A sociedade ocidental se expandiu
em um triunfo da independência humana e do poder. E, de repente, no século XX,
veio a descoberta de sua fragilidade e friabilidade. Vemos, agora, que as
conquistas provaram ser fugazes e precárias, e, também, pontos de defeitos da
visão ocidental do mundo que levaram a estas conquistas.

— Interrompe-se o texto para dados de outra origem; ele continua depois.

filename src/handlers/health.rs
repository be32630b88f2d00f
use axum::Json;

pub async fn health() -> Json<serde_json::Value> {
    Json(serde_json::json!({ "status": "ok" }))
}
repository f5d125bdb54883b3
//! # Export Schema
//!
//! The fixed column contract shared by the header row and every data row.

use std::fmt;

/// The kind of value a column holds
#[derive(Debug, Clone, Copy, PartialEq, Eq)]
pub enum FieldKind {
    /// Any UTF-8 text
    Text,
    /// A decimal integer, or empty when the column is optional
    Integer,
}

impl FieldKind {
    pub fn as_str(&self) -> &'static str {
        match self {
            FieldKind::Text => "text",
            FieldKind::Integer => "integer",
        }
    }

    /// Whether a non-empty `value` is representable as this kind
    pub fn accepts(&self, value: &str) -> bool {
        match self {
            FieldKind::Text => true,
            FieldKind::Integer => value.parse::<i64>().is_ok(),
        }
    }
}

impl fmt::Display for FieldKind {
    fn fmt(&self, f: &mut fmt::Formatter<'_>) -> fmt::Result {
        f.write_str(self.as_str())
    }
}

/// One column of the export
#[derive(Debug, Clone, Copy, PartialEq, Eq)]
pub struct Column {
    pub name: &'static str,
    pub kind: FieldKind,
    pub required: bool,
}

impl Column {
    pub const fn required(name: &'static str, kind: FieldKind) -> Self {
        Self {
            name,
            kind,
            required: true,
        }
    }

    pub const fn optional(name: &'static str, kind: FieldKind) -> Self {
        Self {
            name,
            kind,
            required: false,
        }
    }
}

/// Ordered set of columns
#[derive(Debug, Clone, Copy, PartialEq, Eq)]
pub struct ExportSchema {
    columns: &'static [Column],
}

impl ExportSchema {
    pub const fn new(columns: &'static [Column]) -> Self {
        Self { columns }
    }

    pub fn columns(&self) -> &'static [Column] {
        self.columns
    }

    pub fn arity(&self) -> usize {
        self.columns.len()
    }

    pub fn column(&self, index: usize) -> Option<&'static Column> {
        self.columns.get(index)
    }

    /// Column names in header order
    pub fn field_names(&self) -> impl Iterator<Item = &'static str> {
        self.columns.iter().map(|c| c.name)
    }
}

/// Columns of the course section export
pub const SECTION_SCHEMA: ExportSchema = ExportSchema::new(&[
    Column::required("quarter", FieldKind::Text),
    Column::required("courseId", FieldKind::Text),
    Column::optional("title", FieldKind::Text),
    Column::required("enrollCode", FieldKind::Text),
    Column::optional("section", FieldKind::Text),
    Column::required("status", FieldKind::Text),
    Column::optional("enrolled", FieldKind::Integer),
    Column::optional("maxEnrolled", FieldKind::Integer),
    Column::optional("instructors", FieldKind::Text),
    Column::optional("meetings", FieldKind::Text),
    Column::optional("ge", FieldKind::Text),
]);
//! # Section Store Errors

use thiserror::Error;

/// Result type for store lookups
pub type StoreResult<T> = Result<T, StoreError>;

/// Failures of the section store collaborator
#[derive(Debug, Clone, Error)]
pub enum StoreError {
    #[error("Invalid quarter: '{0}' (expected yyyyq)")]
    InvalidQuarter(String),

    #[error("Section store unavailable: {0}")]
    Unavailable(String),

    #[error("I/O error: {0}")]
    IoError(String),

    #[error("Invalid section document: {0}")]
    ParseError(String),
}

impl From<std::io::Error> for StoreError {
    fn from(e: std::io::Error) -> Self {
        StoreError::IoError(e.to_string())
    }
}

impl From<serde_json::Error> for StoreError {
    fn from(e: serde_json::Error) -> Self {
        StoreError::ParseError(e.to_string())
    }
}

É preciso que alguém saliente que,
desde os tempos antigos, o declínio da coragem tem sido considerado o começo do
fim.
Humanismo sem a sua herança cristã não
pode resistir ao materialismo. A situação está se tornando cada vez mais
dramática. O Liberalismo, inevitavelmente, foi deslocado pelo Radicalismo; o
Radicalismo tem que se render ao Socialismo; e o Socialismo acaba não podendo
resistir ao Comunismo.
Cento
e dez milhões de russos morreram vítimas do Socialismo...
O pior
do Comunismo não é a opressão, mas a mentira.
Tal como é, a
imprensa se tornou o maior poder nos países ocidentais; mais poderosa,
inclusive, que o Legislativo, o Executivo e o Judiciário.
A defesa
dos direitos individuais chegou a tais extremos que tornou a sociedade como um
todo indefesa diante de certos indivíduos. Chegou a hora, no Ocidente, de
defender menos os direitos humanos e mais as humanas obrigações.
À uma
espécie de liberdade destrutiva e irresponsável foi concedido um espaço
ilimitado. A sociedade parece ter pouca defesa contra o abismo da decadência
humana, como, por exemplo, o mau uso da liberdade para a violência moral contra
os jovens, ou seja, imagens em movimento cheias de pornografia infantil, crime
e horror. É considerado como parte da liberdade e, teoricamente, é
contrabalançado pelo direito de os jovens não olharem ou não aceitarem estas
coisas. A vida organizada legalisticamente, assim, demonstrou a sua
incapacidade de defender a sociedade contra a corrosão do mal.
Na sociedade
ocidental de hoje, revelou-se a desigualdade entre a liberdade para as boas
ações e a liberdade para as más ações. Um estadista que queira realizar algo
importante e altamente construtivo para seu país precisa agir cautelosamente,
até mesmo timidamente; existem milhares de críticos afoitos e irresponsáveis à
sua volta, o parlamento e a imprensa o rechaçam. À medida que avança, ele é
obrigado a provar que cada um de seus passos é consistente e absolutamente
impecável. Deste modo, a mediocridade triunfa sob a desculpa das restrições
impostas pela Democracia.
Apenas a
liberdade em nada ajuda a resolver os problemas da vida humana, e ainda
acrescenta uma série de novos.
Há um desastre
que está em curso há algum tempo. Refiro-me à calamidade de uma consciência
desespiritualizada, irreligiosa e desumanizada... Colocamos muita esperança nas
reformas políticas e sociais, apenas para descobrir que estávamos sendo
privados do nosso bem mais precioso: a nossa vida espiritual. No Oriente,
a vida espiritual é destruída pelas maquinações dos partidos no
poder; no Ocidente, os interesses comerciais tendem a sufocá-la.
Se o corpo do
homem está condenado a morrer, a sua missão na Terra, evidentemente, deve ser
de natureza espiritual. Não se deve gozar desenfreadamente a vida cotidiana. A
vida não deve se basear exclusivamente na busca das melhores formas de se obter
bens materiais e, em seguida, alegremente, tirar o máximo proveito deles. Tem
que ser o cumprimento de um dever permanente e sincero, para que esta vida
possa se tornar uma experiência de crescimento moral, de modo que um ser humano
possa permitir que a vida de outro ser humano se torne melhor do que quando
começou. É imperativo rever o quadro generalizado de valores humanos. Sua
incorreção presente é impressionante.